Wally always wore a safari suit: trousers that matched in colour an epauletted, patch-pocketed, quasi-military garment that was neither jacket nor shirt. Alan was to learn that he had three of them, and that he wore them each for two days at a time. One was salmon pink, one pistachio green, the third pale dogshit. They were safe and conservative Hong Kong clothes. Wally was a slight man with a belly that travestied pregnancy.

‘Got my flight fixed up for Christmas,’ he said. ‘A whole lovely bloody week in Bangkok. Thank Christ.’

‘What does one do in Bangkok?’

‘In Bangkok one gets fucking well fucked.’

Bill was quieter, bitterer. Wally spoke with a flamboyant, almost a romantic pessimism; in Bill, as time passed, Alan wondered if he would not sense despair.
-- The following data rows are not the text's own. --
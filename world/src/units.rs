//! Pooled unit storage, roster bookkeeping, and the unit death sequence.

use std::collections::VecDeque;
use std::time::Duration;

use crowd_rush_core::{Event, LanePoint, UnitId, UnitSnapshot};
use crowd_rush_formation::offset_for_rank;

use crate::cues::{CueName, CueTrack};
use crate::Config;

/// Normalized playback progress at which a death cue counts as finished.
const DEATH_COMPLETE: f32 = 0.99;

/// Lifecycle phase of a pool slot.
#[derive(Clone, Copy, Debug, PartialEq, Eq)]
pub(crate) enum UnitPhase {
    /// Slot rests on the free list.
    Pooled,
    /// Unit is active and counts toward the population.
    Alive,
    /// Unit plays its death sequence; no longer part of the roster.
    Dying,
}

/// Resumable step function advanced once per tick until playback finishes.
#[derive(Clone, Copy, Debug)]
enum DeathPhase {
    /// Waiting for the animation surface to enter the death state.
    WaitingForState,
    /// Waiting for the death state to report completion.
    WaitingForCompletion,
}

#[derive(Clone, Copy, Debug)]
pub(crate) struct UnitSlot {
    pub(crate) id: UnitId,
    pub(crate) phase: UnitPhase,
    pub(crate) position: LanePoint,
    pub(crate) previous_z: f32,
    pub(crate) flash: Duration,
    death: Option<DeathPhase>,
    cue: CueTrack,
}

impl UnitSlot {
    fn pooled(id: UnitId) -> Self {
        Self {
            id,
            phase: UnitPhase::Pooled,
            position: LanePoint::new(0.0, 0.0),
            previous_z: 0.0,
            flash: Duration::ZERO,
            death: None,
            cue: CueTrack::default(),
        }
    }
}

/// Arena of unit slots cycling between the free list and the active roster.
#[derive(Clone, Debug)]
pub(crate) struct UnitPool {
    slots: Vec<UnitSlot>,
    free: VecDeque<usize>,
    roster: Vec<UnitId>,
    dying: Vec<UnitId>,
    leader: Option<UnitId>,
}

impl UnitPool {
    /// Creates a pool with every slot inactive on the free list.
    pub(crate) fn new(capacity: u32) -> Self {
        let capacity = capacity.max(1) as usize;
        let slots = (0..capacity)
            .map(|index| UnitSlot::pooled(UnitId::new(index as u32)))
            .collect();
        Self {
            slots,
            free: (0..capacity).collect(),
            roster: Vec::with_capacity(capacity),
            dying: Vec::new(),
            leader: None,
        }
    }

    /// Activates the starting crowd without broadcasting events.
    pub(crate) fn seed(&mut self, config: &Config) {
        let Some(index) = self.free.pop_front() else {
            return;
        };
        let first = {
            let slot = &mut self.slots[index];
            slot.phase = UnitPhase::Alive;
            slot.position = config.spawn_point;
            slot.previous_z = config.spawn_point.z();
            slot.flash = config.spawn_flash;
            slot.id
        };
        self.roster.push(first);
        self.leader = Some(first);

        let extra = config.starting_units.saturating_sub(1);
        let mut sink = Vec::new();
        self.grow(extra, config, &mut sink);
    }

    pub(crate) fn population(&self) -> u32 {
        self.roster.len() as u32
    }

    pub(crate) fn pooled_count(&self) -> usize {
        self.free.len()
    }

    pub(crate) fn capacity(&self) -> u32 {
        self.slots.len() as u32
    }

    pub(crate) fn roster(&self) -> &[UnitId] {
        &self.roster
    }

    pub(crate) fn leader(&self) -> Option<UnitId> {
        self.leader
    }

    pub(crate) fn leader_position(&self) -> Option<LanePoint> {
        self.leader.map(|id| self.slots[id.get() as usize].position)
    }

    pub(crate) fn is_alive(&self, id: UnitId) -> bool {
        self.slots
            .get(id.get() as usize)
            .map_or(false, |slot| slot.phase == UnitPhase::Alive)
    }

    pub(crate) fn position_of(&self, id: UnitId) -> Option<LanePoint> {
        let slot = self.slots.get(id.get() as usize)?;
        if slot.phase == UnitPhase::Pooled {
            None
        } else {
            Some(slot.position)
        }
    }

    pub(crate) fn set_position(&mut self, id: UnitId, position: LanePoint) {
        if let Some(slot) = self.slots.get_mut(id.get() as usize) {
            slot.position = position;
        }
    }

    /// Records every unit's travel coordinate before this tick's movement so
    /// gate-crossing checks can detect the transition.
    pub(crate) fn stash_previous_positions(&mut self) {
        for slot in &mut self.slots {
            slot.previous_z = slot.position.z();
        }
    }

    pub(crate) fn previous_z(&self, id: UnitId) -> f32 {
        self.slots[id.get() as usize].previous_z
    }

    /// Grows the roster by up to `requested` units, reporting the outcome.
    ///
    /// Spawn requests are silently dropped once the pool runs dry or when no
    /// leader exists to anchor the formation.
    pub(crate) fn grow(&mut self, requested: u32, config: &Config, out_events: &mut Vec<Event>) {
        self.ensure_leader(out_events);
        let Some(leader_position) = self.leader_position() else {
            out_events.push(Event::UnitsSpawned {
                requested,
                spawned: 0,
                population: self.population(),
            });
            return;
        };

        let mut spawned = 0;
        for _ in 0..requested {
            let Some(index) = self.free.pop_front() else {
                break;
            };
            let rank = self.roster.len();
            let offset = offset_for_rank(rank);
            let x = config.lane.clamp_x(leader_position.x() + offset.x);
            let position = LanePoint::new(x, leader_position.z() + offset.z);

            let id = {
                let slot = &mut self.slots[index];
                slot.phase = UnitPhase::Alive;
                slot.position = position;
                slot.previous_z = position.z();
                slot.flash = config.spawn_flash;
                slot.death = None;
                slot.cue.rebind();
                slot.id
            };
            self.roster.push(id);
            spawned += 1;
        }

        out_events.push(Event::UnitsSpawned {
            requested,
            spawned,
            population: self.population(),
        });
    }

    /// Removes up to `count` units from the roster tail, handing each to the
    /// death sequence rather than deleting it synchronously.
    pub(crate) fn shrink(&mut self, count: u32, config: &Config, out_events: &mut Vec<Event>) {
        let to_remove = count.min(self.population());
        for _ in 0..to_remove {
            let Some(id) = self.roster.pop() else {
                break;
            };
            if self.leader == Some(id) {
                self.leader = None;
            }
            self.start_death(id, config);
            out_events.push(Event::UnitDeathStarted {
                unit: id,
                population: self.population(),
            });
        }
        self.ensure_leader(out_events);
    }

    fn start_death(&mut self, id: UnitId, config: &Config) {
        let slot = &mut self.slots[id.get() as usize];
        if slot.phase != UnitPhase::Alive {
            return;
        }
        slot.phase = UnitPhase::Dying;
        slot.death = Some(DeathPhase::WaitingForState);
        slot.cue.trigger(CueName::Death, config.death_cue);
        self.dying.push(id);
    }

    /// Promotes the first eligible roster entry when the current leader is
    /// gone, firing a leader-changed event only on an identity change.
    pub(crate) fn ensure_leader(&mut self, out_events: &mut Vec<Event>) {
        if let Some(id) = self.leader {
            if self.is_alive(id) {
                return;
            }
        }

        let next = self
            .roster
            .iter()
            .copied()
            .find(|id| self.is_alive(*id));
        self.set_leader(next, out_events);
    }

    fn set_leader(&mut self, next: Option<UnitId>, out_events: &mut Vec<Event>) {
        if self.leader == next {
            return;
        }
        self.leader = next;
        out_events.push(Event::LeaderChanged { leader: next });
    }

    /// Advances flash timers, cue playback, and death sequences by one tick.
    pub(crate) fn advance(&mut self, dt: Duration, out_events: &mut Vec<Event>) {
        for slot in &mut self.slots {
            if slot.phase == UnitPhase::Pooled {
                continue;
            }
            slot.flash = slot.flash.saturating_sub(dt);
            slot.cue.advance(dt);
        }

        let mut reclaimed: Vec<UnitId> = Vec::new();
        for index in 0..self.dying.len() {
            let id = self.dying[index];
            let slot = &mut self.slots[id.get() as usize];
            let Some(phase) = slot.death else {
                continue;
            };
            match phase {
                DeathPhase::WaitingForState => {
                    if slot.cue.state() == Some(CueName::Death) {
                        slot.death = Some(DeathPhase::WaitingForCompletion);
                    }
                }
                DeathPhase::WaitingForCompletion => {
                    if slot.cue.state() == Some(CueName::Death)
                        && slot.cue.normalized() >= DEATH_COMPLETE
                    {
                        reclaimed.push(id);
                    }
                }
            }
        }

        for id in reclaimed {
            self.reclaim(id);
            out_events.push(Event::UnitReclaimed { unit: id });
        }
    }

    /// Returns a slot to the free list and resets it for pooled reuse.
    fn reclaim(&mut self, id: UnitId) {
        let index = id.get() as usize;
        let slot = &mut self.slots[index];
        slot.phase = UnitPhase::Pooled;
        slot.death = None;
        slot.flash = Duration::ZERO;
        slot.cue.rebind();
        self.dying.retain(|dying| *dying != id);
        self.free.push_back(index);
    }

    pub(crate) fn snapshots(&self) -> Vec<UnitSnapshot> {
        self.slots
            .iter()
            .filter(|slot| slot.phase != UnitPhase::Pooled)
            .map(|slot| UnitSnapshot {
                id: slot.id,
                position: slot.position,
                leader: self.leader == Some(slot.id),
                dying: slot.phase == UnitPhase::Dying,
                flash_remaining: slot.flash,
            })
            .collect()
    }
}

#[cfg(test)]
mod tests {
    use super::{UnitPhase, UnitPool};
    use crate::Config;
    use crowd_rush_core::Event;

    fn seeded_pool(capacity: u32, starting: u32) -> (UnitPool, Config) {
        let config = Config {
            capacity,
            starting_units: starting,
            ..Config::default()
        };
        let mut pool = UnitPool::new(capacity);
        pool.seed(&config);
        (pool, config)
    }

    #[test]
    fn seeding_places_leader_at_spawn_point() {
        let (pool, config) = seeded_pool(8, 3);
        assert_eq!(pool.population(), 3);
        assert_eq!(pool.leader(), Some(pool.roster()[0]));
        assert_eq!(pool.leader_position(), Some(config.spawn_point));
    }

    #[test]
    fn growth_is_capped_by_pool_exhaustion() {
        let (mut pool, config) = seeded_pool(3, 1);
        let mut events = Vec::new();
        pool.grow(5, &config, &mut events);

        assert_eq!(pool.population(), 3);
        assert_eq!(pool.pooled_count(), 0);
        assert!(matches!(
            events.as_slice(),
            [Event::UnitsSpawned {
                requested: 5,
                spawned: 2,
                population: 3,
            }],
        ));
    }

    #[test]
    fn shrink_removes_from_tail_and_reconciles_leader() {
        let (mut pool, config) = seeded_pool(8, 4);
        let leader = pool.leader().expect("leader");
        let mut events = Vec::new();
        pool.shrink(2, &config, &mut events);

        assert_eq!(pool.population(), 2);
        assert_eq!(pool.leader(), Some(leader), "tail removal keeps leader");
        let death_starts = events
            .iter()
            .filter(|event| matches!(event, Event::UnitDeathStarted { .. }))
            .count();
        assert_eq!(death_starts, 2);
        assert!(
            !events
                .iter()
                .any(|event| matches!(event, Event::LeaderChanged { .. })),
            "no-op reconciliation must not fire leader-changed",
        );
    }

    #[test]
    fn dying_units_hold_their_slots_until_reclaimed() {
        let (mut pool, config) = seeded_pool(4, 4);
        let mut events = Vec::new();
        pool.shrink(2, &config, &mut events);
        assert_eq!(pool.pooled_count(), 0, "dying units still occupy slots");

        events.clear();
        pool.grow(2, &config, &mut events);
        assert!(matches!(
            events.as_slice(),
            [Event::UnitsSpawned { spawned: 0, .. }],
        ));

        // Death cue runs to completion and both slots return to the pool.
        events.clear();
        pool.advance(config.death_cue, &mut events);
        pool.advance(config.death_cue, &mut events);
        let reclaimed = events
            .iter()
            .filter(|event| matches!(event, Event::UnitReclaimed { .. }))
            .count();
        assert_eq!(reclaimed, 2);
        assert_eq!(pool.pooled_count(), 2);
    }

    #[test]
    fn reclaimed_slots_reset_for_reuse() {
        let (mut pool, config) = seeded_pool(2, 2);
        let mut events = Vec::new();
        pool.shrink(1, &config, &mut events);
        pool.advance(config.death_cue, &mut events);
        pool.advance(config.death_cue, &mut events);

        events.clear();
        pool.grow(1, &config, &mut events);
        assert_eq!(pool.population(), 2);
        let revived = pool.roster()[1];
        assert_eq!(pool.slots[revived.get() as usize].phase, UnitPhase::Alive);
    }

    #[test]
    fn leader_changed_fires_only_on_identity_change() {
        let (mut pool, config) = seeded_pool(8, 3);
        let mut events = Vec::new();

        // Removing followers never touches the leader.
        pool.shrink(1, &config, &mut events);
        pool.ensure_leader(&mut events);
        pool.ensure_leader(&mut events);
        let changes = events
            .iter()
            .filter(|event| matches!(event, Event::LeaderChanged { .. }))
            .count();
        assert_eq!(changes, 0);

        // Draining the roster drops the leader to None exactly once.
        events.clear();
        pool.shrink(2, &config, &mut events);
        let transitions: Vec<_> = events
            .iter()
            .filter_map(|event| match event {
                Event::LeaderChanged { leader } => Some(*leader),
                _ => None,
            })
            .collect();
        assert_eq!(transitions, vec![None]);
    }
}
‘Why do we live here, God fuck it?’ Wally asked again.

‘Anywhere.’

‘Soon be dead, anyway, thank Christ.’

‘Downtable sub on the Purgatory and Hell Gazette,’ Bill said. He was, Alan was to learn, a man of quite extraordinary professional competence. That afternoon, challenged by Wally, he had named the last three prime ministers of Belgium.

Alan knew sub-editing skills when he found them. He had done his time on local newspapers, subbed in Fleet Street and had contemplated seeking permanent employment within its fastness. But the combination of the end of a love affair and of his training prompted him to seek jobs abroad: Robert Simpson had offered him, sight unseen, a job on the Hong Kong Times on three months’ trial. Thus the great adventure had begun.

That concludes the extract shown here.